Yes, there’s also the pro-running research, including studies showing that running isn’t as bad for our joints as most people believe and that moderate running (we’re talking 10-minute miles or slower, for as little as 5 minutes a day) is actually associated with reduced risks of death from all causes. Yet many experts still agree that running can have more downsides than benefits for the vast majority of us. (Not a runner? Check out our Fit in 10 program to transform your body with 10-minute daily workouts—no running necessary.)

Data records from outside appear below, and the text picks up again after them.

//! Natural-language routing into validated operation intents.
//!
//! The classifier only ever supplies a label. Every parameter that reaches
//! an operation is extracted from the raw utterance here and checked
//! against the closed token registry, so a misclassification can never
//! smuggle an unvalidated address or amount through. Routing is read-only:
//! it never touches session state and never calls the chain.

use std::sync::Arc;

use regex::Regex;

use crate::agent::intent::{IntentKind, RoutedIntent, SendParams, SwapParams};
use crate::agent::session::TurnContext;
use crate::chain::address::Address;
use crate::chain::units::TokenAmount;
use crate::error::ValidationError;
use crate::llm::{IntentClassifier, IntentLabel};
use crate::registry::{TokenInfo, TokenRegistry};

/// Words that look like tickers when shouted but never name a token.
const STOP_WORDS: &[&str] = &[
    "ALL", "AND", "ARE", "BALANCE", "CHECK", "COIN", "COINS", "FOR", "HOW", "INTO", "IS", "ME",
    "MUCH", "MY", "NOW", "OF", "PLEASE", "PRICE", "SEND", "SHOW", "SOME", "SWAP", "THE", "TO",
    "TODAY", "TOKEN", "TOKENS", "WALLET", "WHAT", "WHATS", "WORTH",
];

/// Turns utterances into [`RoutedIntent`]s.
pub struct IntentRouter {
    classifier: Arc<dyn IntentClassifier>,
    registry: Arc<TokenRegistry>,
}

impl IntentRouter {
    pub fn new(classifier: Arc<dyn IntentClassifier>, registry: Arc<TokenRegistry>) -> Self {
        Self {
            classifier,
            registry,
        }
    }

    /// Route one utterance. Total: classifier failures and invalid
    /// parameters degrade to `Unknown` and `NeedsClarification` instead of
    /// erroring, so the caller always has something to say.
    pub async fn route(&self, utterance: &str, ctx: &TurnContext) -> RoutedIntent {
        let verdict = match self.classifier.classify(utterance).await {
            Ok(verdict) => verdict,
            Err(err) => {
                tracing::warn!(
                    session = %ctx.session_id,
                    error = %err,
                    "classifier unavailable, routing as unknown"
                );
                return RoutedIntent::unknown(utterance);
            }
        };
        tracing::debug!(
            session = %ctx.session_id,
            label = ?verdict.label,
            confidence = verdict.confidence,
            "classified utterance"
        );

        let kind = match verdict.label {
            IntentLabel::SendToken => self.parse_send(utterance),
            IntentLabel::SwapToken => self.parse_swap(utterance),
            IntentLabel::GenerateWallet => IntentKind::GenerateWallet,
            IntentLabel::QueryBalance => self.route_balance(utterance),
            IntentLabel::QueryMarket => self.route_market(utterance),
            IntentLabel::Conversational => IntentKind::Unknown,
        };

        RoutedIntent {
            kind,
            confidence: verdict.confidence,
            raw_text: utterance.to_string(),
        }
    }

    fn parse_send(&self, utterance: &str) -> IntentKind {
        match self.try_parse_send(utterance) {
            Ok(params) => IntentKind::SendToken(params),
            Err(err) => IntentKind::NeedsClarification {
                reason: err.to_string(),
            },
        }
    }

    fn try_parse_send(&self, utterance: &str) -> Result<SendParams, ValidationError> {
        let raw_address = extract_address(utterance)
            .ok_or(ValidationError::MissingParameter("destination address"))?;
        let to = Address::parse(raw_address)?;
        // Addresses are digit-heavy, so strip before scanning for the
        // amount.
        let remainder = utterance.replace(raw_address, " ");
        let token = self.find_transferable(&remainder)?;
        let raw_amount =
            extract_amount(&remainder).ok_or(ValidationError::MissingParameter("amount"))?;
        let amount = TokenAmount::parse(&raw_amount, &token.symbol, token.decimals)?;
        Ok(SendParams {
            symbol: token.symbol.clone(),
            amount,
            to,
        })
    }

    fn parse_swap(&self, utterance: &str) -> IntentKind {
        match self.try_parse_swap(utterance) {
            Ok(params) => IntentKind::SwapToken(params),
            Err(err) => IntentKind::NeedsClarification {
                reason: err.to_string(),
            },
        }
    }

    fn try_parse_swap(&self, utterance: &str) -> Result<SwapParams, ValidationError> {
        let (raw_amount, raw_from, raw_to) =
            extract_swap_parts(utterance).ok_or(ValidationError::MissingParameter(
                "swap details (try: swap 10 FLR for WFLR)",
            ))?;
        let from = self.registry.transferable(raw_from)?;
        let to = self.registry.transferable(raw_to)?;
        if from.symbol == to.symbol {
            return Err(ValidationError::SelfSwap {
                symbol: from.symbol.clone(),
            });
        }
        let amount = TokenAmount::parse(&normalize_amount(raw_amount), &from.symbol, from.decimals)?;
        Ok(SwapParams {
            from_symbol: from.symbol.clone(),
            to_symbol: to.symbol.clone(),
            amount,
        })
    }

    fn route_balance(&self, utterance: &str) -> IntentKind {
        for word in candidate_words(utterance) {
            if let Some(token) = self.registry.resolve(word) {
                if token.is_transferable() {
                    return IntentKind::QueryBalance {
                        symbol: Some(token.symbol.clone()),
                    };
                }
                // Price-only tokens have no on-chain balance here.
                return IntentKind::NeedsClarification {
                    reason: ValidationError::NotTransferable {
                        symbol: token.symbol.clone(),
                    }
                    .to_string(),
                };
            }
        }
        IntentKind::QueryBalance { symbol: None }
    }

    fn route_market(&self, utterance: &str) -> IntentKind {
        for word in candidate_words(utterance) {
            if let Some(token) = self.registry.resolve(word) {
                if token.feed.is_some() {
                    return IntentKind::QueryMarket {
                        symbol: Some(token.symbol.clone()),
                    };
                }
                return IntentKind::NeedsClarification {
                    reason: format!("No price feed is configured for {}.", token.symbol),
                };
            }
        }
        if let Some(symbol) = self.unknown_symbol_candidate(utterance) {
            return IntentKind::NeedsClarification {
                reason: ValidationError::UnknownToken { symbol }.to_string(),
            };
        }
        IntentKind::QueryMarket { symbol: None }
    }

    /// Find the transferable token named in the text. Price-only and
    /// unregistered symbols produce distinct errors so the reply can say
    /// which problem it is.
    fn find_transferable(&self, text: &str) -> Result<&TokenInfo, ValidationError> {
        let mut price_only = None;
        for word in candidate_words(text) {
            if let Some(token) = self.registry.resolve(word) {
                if token.is_transferable() {
                    return Ok(token);
                }
                if price_only.is_none() {
                    price_only = Some(token.symbol.clone());
                }
            }
        }
        if let Some(symbol) = price_only {
            return Err(ValidationError::NotTransferable { symbol });
        }
        if let Some(symbol) = self.unknown_symbol_candidate(text) {
            return Err(ValidationError::UnknownToken { symbol });
        }
        Err(ValidationError::MissingParameter("token symbol"))
    }

    /// Best guess at an unregistered symbol, used to name it back to the
    /// user. Ordinary phrasing puts the symbol right after the amount
    /// ("send 10 usdc to ..."); failing that, an all-caps ticker anywhere
    /// counts.
    fn unknown_symbol_candidate(&self, text: &str) -> Option<String> {
        if let Some(word) = word_after_amount(text) {
            if !is_stop_word(word) && self.registry.resolve(word).is_none() {
                return Some(word.to_uppercase());
            }
        }
        candidate_words(text)
            .find(|w| looks_like_ticker(w) && self.registry.resolve(w).is_none())
            .map(|w| w.to_uppercase())
    }
}

fn candidate_words(text: &str) -> impl Iterator<Item = &str> {
    text.split(|c: char| !c.is_alphanumeric())
        .filter(|w| !w.is_empty())
}

fn is_stop_word(word: &str) -> bool {
    let upper = word.to_uppercase();
    STOP_WORDS.contains(&upper.as_str())
}

fn looks_like_ticker(word: &str) -> bool {
    (2..=8).contains(&word.len())
        && word
            .chars()
            .all(|c| c.is_ascii_uppercase() || c.is_ascii_digit())
        && word.chars().any(|c| c.is_ascii_uppercase())
        && !is_stop_word(word)
}

fn extract_address(text: &str) -> Option<&str> {
    let regex = Regex::new(r"0x[0-9a-fA-F]{40}\b").ok()?;
    Some(regex.find(text)?.as_str())
}

fn amount_regex() -> Option<Regex> {
    // Comma-grouped first so "1,000" is not read as "1".
    Regex::new(r"\d{1,3}(?:,\d{3})+(?:\.\d+)?|\d+(?:\.\d+)?|\.\d+").ok()
}

fn extract_amount(text: &str) -> Option<String> {
    let hit = amount_regex()?.find(text)?;
    Some(normalize_amount(hit.as_str()))
}

fn normalize_amount(raw: &str) -> String {
    raw.replace(',', "")
}

fn word_after_amount(text: &str) -> Option<&str> {
    let hit = amount_regex()?.find(text)?;
    text[hit.end()..]
        .split(|c: char| !c.is_alphanumeric())
        .find(|w| !w.is_empty())
}

fn extract_swap_parts(text: &str) -> Option<(&str, &str, &str)> {
    let regex = Regex::new(
        r"(?i)\b(?:swap|exchange|trade|convert)\s+(?:(?:my|some|all)\s+)?([\d.,]+)\s+(\w+)\s+(?:for|to|into)\s+(\w+)",
    )
    .ok()?;
    let captures = regex.captures(text)?;
    Some((
        captures.get(1)?.as_str(),
        captures.get(2)?.as_str(),
        captures.get(3)?.as_str(),
    ))
}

“Our modern lifestyles—sitting for the majority of our days, hunched toward a computer screen or smartphone—lead to excess tension and misalignment of our muscles, and when one part of the body is out of whack, the impact running produces can put pressure on areas that just aren’t built to withstand it,” says Chandler Stevens, a personal trainer in Cincinnati. That’s why so many of us get injured when we run, he says, and why finding alternatives to running is key. Jessica Matthews, MS, a spokesperson for the American Council on Exercise, agrees, noting that there are plenty of cardio options that’ll help you get the same cardiovascular workout and calorie burn, minus the threat of injury.

So, whether you’ve always despised running or you’re starting to wonder if it’s doing more harm than good, here are 5 ways to get a great workout without (literally) pounding the pavement:

1. Hit the elliptical.
“This is a great option for those who love running but want less stress on their joints,” says Matthews. Just be sure you’re working your upper body as much as your lower body, she says, which will strengthen your arms and increase your overall calorie burn. (Also avoid these 10 common mistakes people make on the elliptical.)

2. Hop on a bike.
Whether you dust off your old road or mountain bike, try a spin class, or simply log some miles on an upright or recumbent stationary bike at the gym, biking places less stress on your joints than other cardio equipment does, says Matthews, while still burning a substantial number of calories.

3. Try interval training.
You’ve read about it for a while now for good reason: Research shows that interval training—which involves short bursts of high-intensity exercise alternated with periods of rest—burns more fat and improves overall fitness more quickly than constant, moderate-intensity physical activity, such as running. The best part? You don’t need a personal trainer barking at you to pick up your pace in order to start working some interval training into your go-to routine. Simply grab a stopwatch (or make sure you’re within eyesight of a clock), and for every 1 or 2 minutes of moderately paced exercise you do on, say, the elliptical machine or stationary bike, do 1 minute of fast-paced exercise. Alternate from low to high intensity for 10 minutes to 20 minutes, says Matthews.

4. Find some stairs.
Sure, swapping the elevator for the stairs at your office is a good call—but to get the same kind of cardio workout that running provides, Matthews says you’ll need to put in some time on the stair climber at the gym. “When done properly, stair climbers can provide a challenging cardio workout as well as strengthen the lower-body muscles,” she says. Hint: Just be sure not to “cheat” by lifting yourself up on the handrails when using this machine; that’ll take the effort away from your legs, reducing the overall effects.

5. Keep running…in the pool.
Don’t want to give up your daily runs just yet? Move them to the pool, suggests John M. Martinez, MD, a sports medicine physician in San Diego. “Aqua jogging is a great cardiovascular exercise that takes away all the impact on your joints,” says Martinez. Or skip the running and do some laps. Swimming is a full-body workout with countless benefits, including training the body to breathe more efficiently and improving muscle strength and flexibility, while going easy on the joints and muscles. (Give these 19 pool exercises a try.) “Swimming is a great way to work out vigorously without the same risk of injury you get with running,” says Martinez.